The price: pick twenty-seven, QB1. Verdict: NO CALL — the most reliable points-per-game profile at the position, priced first. The counter that keeps it from being a pound-the-table buy: in a one-quarterback league, positional value matters, and you can get eighty percent of a quarterback's points several rounds later — so QB1 at pick twenty-seven is correct, not a bargain. Pay it if you want the floor; don't pretend it's free.
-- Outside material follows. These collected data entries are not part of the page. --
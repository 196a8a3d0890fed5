//! Opaque secret values (refresh token, client secret, access token).

use std::fmt;

use zeroize::{Zeroize, ZeroizeOnDrop};

/// Secret string whose formatting output is always `[REDACTED]`.
///
/// The backing buffer is zeroed on drop. Use [`expose`](Self::expose) only
/// where the plaintext has to go on the wire (form body, header).
#[derive(Clone, Zeroize, ZeroizeOnDrop)]
pub struct SecretString(String);

impl SecretString {
    pub fn new(value: impl Into<String>) -> Self {
        Self(value.into())
    }

    #[must_use]
    pub fn expose(&self) -> &str {
        &self.0
    }

    pub fn is_empty(&self) -> bool {
        self.0.is_empty()
    }
}

impl fmt::Debug for SecretString {
    fn fmt(&self, f: &mut fmt::Formatter<'_>) -> fmt::Result {
        f.write_str("[REDACTED]")
    }
}

impl fmt::Display for SecretString {
    fn fmt(&self, f: &mut fmt::Formatter<'_>) -> fmt::Result {
        f.write_str("[REDACTED]")
    }
}

/// Bearer token obtained from the token endpoint. Lives for one round.
#[derive(Debug, Clone)]
pub struct AccessToken(SecretString);

impl AccessToken {
    pub fn new(value: impl Into<String>) -> Self {
        Self(SecretString::new(value))
    }

    #[must_use]
    pub fn expose(&self) -> &str {
        self.0.expose()
    }
}

#[cfg(test)]
mod tests {
    use super::*;

    #[test]
    fn debug_and_display_are_redacted() {
        let s = SecretString::new("hunter2");
        assert_eq!(format!("{s:?}"), "[REDACTED]");
        assert_eq!(format!("{s}"), "[REDACTED]");
        assert_eq!(s.expose(), "hunter2");
    }

    #[test]
    fn access_token_debug_hides_value() {
        let t = AccessToken::new("abc123");
        let dbg = format!("{t:?}");
        assert!(!dbg.contains("abc123"));
        assert_eq!(t.expose(), "abc123");
    }
}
September watch: the rushing volume — as long as he's running fourteen-touchdown pace, nothing else matters; and the chemistry with DJ Moore, the swing factor on his passing ceiling. Your guys, every week. Next preview's queued.
The Bottom Line
NO CALL — QB1, priced QB1. The most rush-dependent profile in the league repeats; the floor is the legs. Correct, not a bargain.